Carriers stopped waiting for July. The peak landed in June.

Hapag-Lloyd and Maersk launched Asia-Europe PSS this week, Drewry says rates climb further, and shippers are pulling forward everything they can before tariffs hit.

Hapag and Maersk made it official Hapag-Lloyd's peak season surcharge on Asia-Europe took effect Monday. Maersk's followed Wednesday. Both landed at $300 to $500 per 20ft container and $600 to $1,000 per 40ft, stacked on top of FAK levels carriers already lifted in May. The June 1 FAKs on Asia-Europe ran around $4,700 per 40ft at CMA CGM, $5,500 to $5,700 on Asia-Med, and ONE's Transpacific PSS came in at $2,000 per 40ft eastbound. The surcharge stack is doing the work the spot market used to do, and it's only the second week of June.

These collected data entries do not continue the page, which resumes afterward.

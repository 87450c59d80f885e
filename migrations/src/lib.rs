//! Strata Migrations - schema dump and load engine
//!
//! This crate provides:
//! - [`codegen`]: deterministic rendering of schema model values as the
//!   argument lists of a schema script
//! - [`script`]: writing and parsing complete schema scripts
//! - [`adapter`]: the database capability the workflows rely on
//! - [`sqlite`]: SQLite introspection and DDL (adapter behind the `rusqlite` feature)
//! - [`config`]: `strata.toml` loading and migration path resolution
//! - [`workflow`]: the `schema:dump` and `schema:load` flows
//!
//! # Example
//!
//! ```ignore
//! use strata_migrations::{Config, adapter, workflow::{self, AcceptDefaults, Target}};
//!
//! let config = Config::load()?;
//! let target = Target::resolve(&config, Some("development"), None)?;
//! let outcome = workflow::dump::run(&target, adapter::connect, &mut AcceptDefaults)?;
//! ```

pub mod adapter;
pub mod codegen;
pub mod config;
pub mod script;
pub mod sqlite;
pub mod workflow;

pub use adapter::{AdapterError, SchemaAdapter};
pub use config::{Config, ConfigError, Environment};
pub use script::{ParseError, parse_schema, render_schema};
pub use workflow::{DumpOutcome, LoadOutcome, Prompt, Target, WorkflowError};

#[cfg(feature = "rusqlite")]
pub use sqlite::SqliteAdapter;
//! `schema:load` command
//!
//! Destroys the configured database and rebuilds it from its schema script.

use std::path::Path;
use strata_migrations::workflow::{self, LoadOutcome, Target};
use strata_migrations::{Config, adapter};

use crate::error::CliError;
use crate::output;
use crate::prompt::TerminalPrompt;

/// Run the load command
pub fn run(
    config: &Config,
    environment: Option<&str>,
    path: Option<&Path>,
    destroy: bool,
) -> Result<(), CliError> {
    let target = Target::resolve(config, environment, path)?;
    super::report_target(&target);

    match workflow::load::run(&target, destroy, adapter::connect, &mut TerminalPrompt)? {
        LoadOutcome::Missing { path } => {
            println!("{}", output::warning(LoadOutcome::MISSING_MESSAGE));
            println!("{}", output::muted(&format!("  expected {}", path.display())));
        }
        LoadOutcome::Aborted => println!("{}", LoadOutcome::ABORTED_MESSAGE),
        LoadOutcome::Loaded { elapsed } => {
            println!("{}", output::heading(&format!("loaded {}", target.schema_file.display())));
            println!();
            println!("{}", output::elapsed(elapsed));
        }
    }
    Ok(())
}
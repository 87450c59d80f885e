//! Dump and load workflow tests against an in-memory adapter

use std::collections::VecDeque;
use std::path::{Path, PathBuf};
use strata_migrations::workflow::{self, DumpOutcome, LoadOutcome, Prompt, Target, WorkflowError};
use strata_migrations::{AdapterError, Environment, SchemaAdapter};
use tempfile::TempDir;

// =============================================================================
// Helpers
// =============================================================================

#[derive(Default)]
struct FakeAdapter {
    dump: Option<String>,
    fail: bool,
    loaded: Vec<PathBuf>,
}

impl SchemaAdapter for &mut FakeAdapter {
    fn name(&self) -> &str {
        "fake"
    }

    fn schema_dump(&mut self) -> Result<Option<String>, AdapterError> {
        if self.fail {
            return Err(AdapterError::Query("boom".into()));
        }
        Ok(self.dump.clone())
    }

    fn schema_load(&mut self, path: &Path) -> Result<(), AdapterError> {
        if self.fail {
            return Err(AdapterError::Query("boom".into()));
        }
        self.loaded.push(path.to_path_buf());
        Ok(())
    }
}

/// Answers questions from a queue, falling back to the default
#[derive(Default)]
struct ScriptedPrompt {
    answers: VecDeque<bool>,
    asked: Vec<(String, bool)>,
}

impl ScriptedPrompt {
    fn answering(answers: impl IntoIterator<Item = bool>) -> Self {
        Self {
            answers: answers.into_iter().collect(),
            asked: Vec::new(),
        }
    }
}

impl Prompt for ScriptedPrompt {
    fn confirm(&mut self, message: &str, default: bool) -> Result<bool, WorkflowError> {
        self.asked.push((message.to_string(), default));
        Ok(self.answers.pop_front().unwrap_or(default))
    }
}

fn target(dir: &TempDir) -> Target {
    Target {
        environment: "development".into(),
        defaulted: false,
        env: Environment {
            adapter: "fake".into(),
            name: "app_dev".into(),
            schema_name: None,
        },
        schema_file: dir.path().join("migrations/schema/schema.strata"),
    }
}

fn opener<'a>(
    adapter: &'a mut FakeAdapter,
) -> impl FnOnce(&Environment) -> Result<&'a mut FakeAdapter, AdapterError> + 'a {
    move |_| Ok(adapter)
}

fn never_opened(_: &Environment) -> Result<&'static mut FakeAdapter, AdapterError> {
    panic!("adapter must not be opened")
}

// =============================================================================
// schema:dump
// =============================================================================

mod dump {
    use super::*;

    #[test]
    fn creates_directory_and_writes_script() {
        let dir = TempDir::new().unwrap();
        let target = target(&dir);
        let mut adapter = FakeAdapter {
            dump: Some("table('t', array())->create();\n".into()),
            ..FakeAdapter::default()
        };
        let mut prompt = ScriptedPrompt::default();

        let outcome = workflow::dump::run(&target, opener(&mut adapter), &mut prompt).unwrap();

        let DumpOutcome::Written { path, .. } = outcome else {
            panic!("expected a written dump, got {outcome:?}");
        };
        assert_eq!(path, target.schema_file);
        assert_eq!(
            std::fs::read_to_string(&path).unwrap(),
            "table('t', array())->create();\n"
        );
        assert_eq!(
            prompt.asked,
            [(workflow::dump::CREATE_DIRECTORY_QUESTION.to_string(), true)]
        );
    }

    #[test]
    fn overwrites_existing_script_without_asking() {
        let dir = TempDir::new().unwrap();
        let target = target(&dir);
        std::fs::create_dir_all(target.schema_dir()).unwrap();
        std::fs::write(&target.schema_file, "old").unwrap();

        let mut adapter = FakeAdapter {
            dump: Some("new".into()),
            ..FakeAdapter::default()
        };
        let mut prompt = ScriptedPrompt::default();

        workflow::dump::run(&target, opener(&mut adapter), &mut prompt).unwrap();

        assert!(prompt.asked.is_empty());
        assert_eq!(std::fs::read_to_string(&target.schema_file).unwrap(), "new");
    }

    #[test]
    fn declining_directory_creation_fails() {
        let dir = TempDir::new().unwrap();
        let target = target(&dir);
        let mut prompt = ScriptedPrompt::answering([false]);

        let err = workflow::dump::run(&target, never_opened, &mut prompt).unwrap_err();

        assert!(matches!(err, WorkflowError::MissingDirectory(ref p) if p == target.schema_dir()));
        assert!(!target.schema_dir().exists());
    }

    #[test]
    fn empty_database_writes_nothing() {
        let dir = TempDir::new().unwrap();
        let target = target(&dir);
        let mut adapter = FakeAdapter::default();

        let outcome =
            workflow::dump::run(&target, opener(&mut adapter), &mut ScriptedPrompt::default())
                .unwrap();

        assert_eq!(outcome, DumpOutcome::Empty);
        assert!(!target.schema_file.exists());
    }

    #[test]
    fn unwritable_file_is_a_write_error() {
        let dir = TempDir::new().unwrap();
        let target = target(&dir);
        // a directory where the file should go
        std::fs::create_dir_all(&target.schema_file).unwrap();

        let mut adapter = FakeAdapter {
            dump: Some("x".into()),
            ..FakeAdapter::default()
        };
        let err =
            workflow::dump::run(&target, opener(&mut adapter), &mut ScriptedPrompt::default())
                .unwrap_err();

        assert!(matches!(err, WorkflowError::Write(ref p, _) if *p == target.schema_file));
        assert!(err.to_string().contains("could not be written to"));
    }

    #[test]
    fn adapter_failure_propagates() {
        let dir = TempDir::new().unwrap();
        let target = target(&dir);
        let mut adapter = FakeAdapter {
            fail: true,
            ..FakeAdapter::default()
        };

        let err =
            workflow::dump::run(&target, opener(&mut adapter), &mut ScriptedPrompt::default())
                .unwrap_err();
        assert!(matches!(err, WorkflowError::Dump(AdapterError::Query(_))));
    }
}

// =============================================================================
// schema:load
// =============================================================================

mod load {
    use super::*;

    fn with_schema_file(dir: &TempDir) -> Target {
        let target = target(dir);
        std::fs::create_dir_all(target.schema_dir()).unwrap();
        std::fs::write(&target.schema_file, "table('t', array())->create();\n").unwrap();
        target
    }

    #[test]
    fn missing_file_never_opens_the_adapter() {
        let dir = TempDir::new().unwrap();
        let target = target(&dir);
        let mut prompt = ScriptedPrompt::default();

        let outcome = workflow::load::run(&target, false, never_opened, &mut prompt).unwrap();

        assert_eq!(
            outcome,
            LoadOutcome::Missing {
                path: target.schema_file.clone()
            }
        );
        assert!(prompt.asked.is_empty());
    }

    #[test]
    fn declined_confirmation_aborts() {
        let dir = TempDir::new().unwrap();
        let target = with_schema_file(&dir);
        let mut prompt = ScriptedPrompt::default();

        let outcome = workflow::load::run(&target, false, never_opened, &mut prompt).unwrap();

        assert_eq!(outcome, LoadOutcome::Aborted);
        assert_eq!(
            prompt.asked,
            [(
                "Hey! You must be pretty damn sure that you want to destroy 'app_dev'. Are you sure?"
                    .to_string(),
                false
            )]
        );
    }

    #[test]
    fn confirmed_load_runs() {
        let dir = TempDir::new().unwrap();
        let target = with_schema_file(&dir);
        let mut adapter = FakeAdapter::default();
        let mut prompt = ScriptedPrompt::answering([true]);

        let outcome =
            workflow::load::run(&target, false, opener(&mut adapter), &mut prompt).unwrap();

        assert!(matches!(outcome, LoadOutcome::Loaded { .. }));
        assert_eq!(adapter.loaded, [target.schema_file.clone()]);
    }

    #[test]
    fn destroy_flag_skips_the_prompt() {
        let dir = TempDir::new().unwrap();
        let target = with_schema_file(&dir);
        let mut adapter = FakeAdapter::default();
        let mut prompt = ScriptedPrompt::default();

        workflow::load::run(&target, true, opener(&mut adapter), &mut prompt).unwrap();

        assert!(prompt.asked.is_empty());
        assert_eq!(adapter.loaded.len(), 1);
    }

    #[test]
    fn adapter_failure_is_an_execution_error() {
        let dir = TempDir::new().unwrap();
        let target = with_schema_file(&dir);
        let mut adapter = FakeAdapter {
            fail: true,
            ..FakeAdapter::default()
        };

        let err = workflow::load::run(&target, true, opener(&mut adapter), &mut ScriptedPrompt::default())
            .unwrap_err();
        assert!(matches!(err, WorkflowError::Execution(_)));
    }
}
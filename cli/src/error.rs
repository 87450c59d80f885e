//! Error types for the CLI

use strata_migrations::{ConfigError, WorkflowError};
use thiserror::Error;

/// CLI errors
#[derive(Debug, Error)]
pub enum CliError {
    /// Configuration error
    #[error("Configuration error: {0}")]
    Config(#[from] ConfigError),

    /// Dump or load failure
    #[error("{0}")]
    Workflow(WorkflowError),
}

impl From<WorkflowError> for CliError {
    fn from(err: WorkflowError) -> Self {
        match err {
            WorkflowError::Config(e) => Self::Config(e),
            other => Self::Workflow(other),
        }
    }
}

#[cfg(test)]
mod tests {
    use super::*;

    #[test]
    fn config_failures_keep_their_category() {
        let err = CliError::from(WorkflowError::Config(ConfigError::NoMigrationPaths));
        assert!(matches!(err, CliError::Config(ConfigError::NoMigrationPaths)));
        assert!(err.to_string().starts_with("Configuration error: "));

        let err = CliError::from(WorkflowError::Prompt("cancelled".into()));
        assert!(matches!(err, CliError::Workflow(WorkflowError::Prompt(_))));
    }
}
use super::ddl::{quote_ident, schema_statements};
use super::introspect::{RawColumn, RawForeignKey, RawIndex, RawTable, build_tables, queries};
use crate::adapter::{AdapterError, SchemaAdapter};
use crate::script;
use rusqlite::{Connection, params};
use std::path::Path;

fn query_err(e: rusqlite::Error) -> AdapterError {
    AdapterError::Query(e.to_string())
}

/// Schema adapter over a rusqlite connection
pub struct SqliteAdapter {
    conn: Connection,
}

impl SqliteAdapter {
    /// Open (or create) the database file at `path`
    pub fn open(path: &str) -> Result<Self, AdapterError> {
        let conn = Connection::open(path).map_err(|e| {
            AdapterError::Connection(format!("failed to open SQLite database '{path}': {e}"))
        })?;
        Ok(Self { conn })
    }

    /// Wrap an already open connection
    pub fn from_connection(conn: Connection) -> Self {
        Self { conn }
    }

    /// The underlying connection
    pub fn connection(&self) -> &Connection {
        &self.conn
    }

    fn read_raw_tables(&self) -> Result<Vec<RawTable>, AdapterError> {
        let names: Vec<String> = self
            .conn
            .prepare(queries::TABLES_QUERY)
            .and_then(|mut stmt| {
                stmt.query_map([], |row| row.get::<_, String>(0))?
                    .collect::<Result<Vec<_>, _>>()
            })
            .map_err(query_err)?;

        names
            .into_iter()
            .map(|name| self.read_raw_table(name))
            .collect()
    }

    fn read_raw_table(&self, name: String) -> Result<RawTable, AdapterError> {
        let columns = self
            .conn
            .prepare(queries::COLUMNS_QUERY)
            .and_then(|mut stmt| {
                stmt.query_map(params![name], |row| {
                    Ok(RawColumn {
                        cid: row.get(0)?,
                        name: row.get(1)?,
                        declared_type: row.get(2)?,
                        not_null: row.get::<_, i64>(3)? != 0,
                        default_value: row.get(4)?,
                        pk: row.get(5)?,
                    })
                })?
                .collect::<Result<Vec<_>, _>>()
            })
            .map_err(query_err)?;

        let mut indexes: Vec<RawIndex> = self
            .conn
            .prepare(queries::INDEXES_QUERY)
            .and_then(|mut stmt| {
                stmt.query_map(params![name], |row| {
                    Ok(RawIndex {
                        name: row.get(0)?,
                        unique: row.get::<_, i64>(1)? != 0,
                        origin: row.get(2)?,
                        partial: row.get::<_, i64>(3)? != 0,
                        columns: Vec::new(),
                    })
                })?
                .collect::<Result<Vec<_>, _>>()
            })
            .map_err(query_err)?;

        for index in &mut indexes {
            index.columns = self
                .conn
                .prepare(queries::INDEX_COLUMNS_QUERY)
                .and_then(|mut stmt| {
                    stmt.query_map(params![index.name], |row| row.get(0))?
                        .collect::<Result<Vec<Option<String>>, _>>()
                })
                .map_err(query_err)?;
        }

        let foreign_keys = self
            .conn
            .prepare(queries::FOREIGN_KEYS_QUERY)
            .and_then(|mut stmt| {
                stmt.query_map(params![name], |row| {
                    Ok(RawForeignKey {
                        id: row.get(0)?,
                        seq: row.get(1)?,
                        table: row.get(2)?,
                        from: row.get(3)?,
                        to: row.get(4)?,
                    })
                })?
                .collect::<Result<Vec<_>, _>>()
            })
            .map_err(query_err)?;

        Ok(RawTable {
            name,
            columns,
            indexes,
            foreign_keys,
        })
    }

    /// Drop every user object and run `statements`, all in one transaction
    fn rebuild(&mut self, statements: &[String]) -> Result<(), AdapterError> {
        let tx = self.conn.transaction().map_err(query_err)?;

        let objects: Vec<(String, String)> = tx
            .prepare(queries::OBJECTS_QUERY)
            .and_then(|mut stmt| {
                stmt.query_map([], |row| Ok((row.get::<_, String>(0)?, row.get::<_, String>(1)?)))?
                    .collect::<Result<Vec<_>, _>>()
            })
            .map_err(query_err)?;

        for (kind, name) in &objects {
            let keyword = if kind == "view" { "VIEW" } else { "TABLE" };
            tracing::debug!(object = %name, kind = %kind, "dropping");
            tx.execute_batch(&format!("DROP {keyword} IF EXISTS {}", quote_ident(name)))
                .map_err(query_err)?;
        }

        for statement in statements {
            tx.execute_batch(statement)
                .map_err(|e| AdapterError::Query(format!("{e}\n{statement}")))?;
        }

        tx.commit().map_err(query_err)
    }
}

impl SchemaAdapter for SqliteAdapter {
    fn name(&self) -> &str {
        "sqlite"
    }

    fn schema_dump(&mut self) -> Result<Option<String>, AdapterError> {
        let tables = build_tables(&self.read_raw_tables()?);
        if tables.is_empty() {
            return Ok(None);
        }
        Ok(Some(script::render_schema(&tables)))
    }

    fn schema_load(&mut self, path: &Path) -> Result<(), AdapterError> {
        let source =
            std::fs::read_to_string(path).map_err(|e| AdapterError::Read(path.into(), e))?;
        let tables = script::parse_schema(&source)?;
        let statements = schema_statements(&tables);

        tracing::info!(tables = tables.len(), statements = statements.len(), "rebuilding schema");

        let foreign_keys: bool = self
            .conn
            .query_row("PRAGMA foreign_keys", [], |row| row.get::<_, i64>(0))
            .map_err(query_err)?
            != 0;
        self.conn
            .execute_batch("PRAGMA foreign_keys = OFF")
            .map_err(query_err)?;

        let rebuilt = self.rebuild(&statements);

        let restore = if foreign_keys {
            "PRAGMA foreign_keys = ON"
        } else {
            "PRAGMA foreign_keys = OFF"
        };
        let restored = self.conn.execute_batch(restore).map_err(query_err);

        rebuilt.and(restored)
    }
}

#[cfg(test)]
mod tests {
    use super::*;

    fn adapter(sql: &str) -> SqliteAdapter {
        let conn = Connection::open_in_memory().unwrap();
        conn.execute_batch(sql).unwrap();
        SqliteAdapter::from_connection(conn)
    }

    #[test]
    fn empty_database_dumps_nothing() {
        let mut adapter = adapter("");
        assert_eq!(adapter.schema_dump().unwrap(), None);
    }

    #[test]
    fn dump_renders_tables() {
        let mut adapter = adapter(
            "CREATE TABLE users (id INTEGER PRIMARY KEY, email VARCHAR(255) NOT NULL);
             CREATE UNIQUE INDEX users_email ON users (email);",
        );

        let dump = adapter.schema_dump().unwrap().unwrap();
        assert!(dump.contains("table('users', array())"));
        assert!(dump.contains("->addColumn('email', 'string', array('length'=>255))"));
        assert!(dump.contains("->addIndex(array('email'), array('name' => 'users_email', 'unique' => true))"));
        assert!(!dump.contains("addColumn('id'"));
    }

    #[test]
    fn load_replaces_existing_tables() {
        let dir = tempfile::tempdir().unwrap();
        let path = dir.path().join("schema.strata");
        std::fs::write(
            &path,
            "table('posts', array())\n    ->addColumn('title', 'string', array('length'=>100))\n    ->create();\n",
        )
        .unwrap();

        let mut adapter = adapter(
            "PRAGMA foreign_keys = ON;
             CREATE TABLE legacy (x INTEGER);
             CREATE VIEW legacy_view AS SELECT x FROM legacy;",
        );
        adapter.schema_load(&path).unwrap();

        let names: Vec<String> = adapter
            .connection()
            .prepare("SELECT name FROM sqlite_master WHERE name NOT LIKE 'sqlite%' ORDER BY name")
            .unwrap()
            .query_map([], |row| row.get(0))
            .unwrap()
            .collect::<Result<_, _>>()
            .unwrap();
        assert_eq!(names, ["posts"]);

        let fk: i64 = adapter
            .connection()
            .query_row("PRAGMA foreign_keys", [], |row| row.get(0))
            .unwrap();
        assert_eq!(fk, 1);
    }

    #[test]
    fn invalid_script_leaves_database_untouched() {
        let dir = tempfile::tempdir().unwrap();
        let path = dir.path().join("schema.strata");
        std::fs::write(&path, "table('posts', array())\n    ->explode()\n    ->create();\n").unwrap();

        let mut adapter = adapter("CREATE TABLE legacy (x INTEGER);");
        let err = adapter.schema_load(&path).unwrap_err();
        assert!(matches!(err, AdapterError::Script(ref e) if e.line == 2));
        assert!(adapter.schema_dump().unwrap().unwrap().contains("table('legacy'"));
    }

    #[test]
    fn missing_script_is_a_read_error() {
        let mut adapter = adapter("");
        let err = adapter.schema_load(Path::new("/nonexistent/schema.strata")).unwrap_err();
        assert!(matches!(err, AdapterError::Read(..)));
    }
}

Drewry sees rates climbing further Drewry's reading on it is that rates keep going up in the coming weeks. The demand isn't a surprise to anyone in the trade, shippers are pulling bookings forward ahead of the potential US tariff changes USTR has signaled for July, and there's a layer of cargo demand tied to the 2026 FIFA World Cup that started showing up in the May bookings. Add the July 1 bunker fuel adjustment carriers already announced, and you have three reasons to ship in June stacked on top of each other. The 23% jump on the WCI last week to $3,433 per FEU wasn't a one-week move, it was the system catching up.

PPI confirms the oil shock is still feeding through US producer prices climbed 1.1% in May, matching the April pace and hitting the fastest reading since March 2022. The 12-month figure ran 6.5%, the highest since November 2022. Final demand goods rose 2.8% on the month, services just 0.3%, and core PPI ex food and energy came in at 0.4%, slightly below the 0.5% consensus. The pattern is clean, the inflation pressure isn't in the underlying economy, it's in the energy line that's flowing through to wholesale and from there to retail. Six days before Warsh's first FOMC, the print does the work of confirming the committee won't cut.

Mexico ran the other way Mexico's INEGI reported May headline inflation at 3.94% year-over-year, below the 4.03% consensus and the second consecutive month of declines. The print drops the country below the upper edge of Banxico's 3% plus-or-minus-one target band for the first time in months. Core inflation eased to 4.19%, the fourth straight decline, still above target but moving the right direction. Banxico is on pause through the rest of the year per the market's pricing, and for cross-border shippers, the asymmetry between the US and Mexican policy paths is the rate environment they'll plan Q3 in.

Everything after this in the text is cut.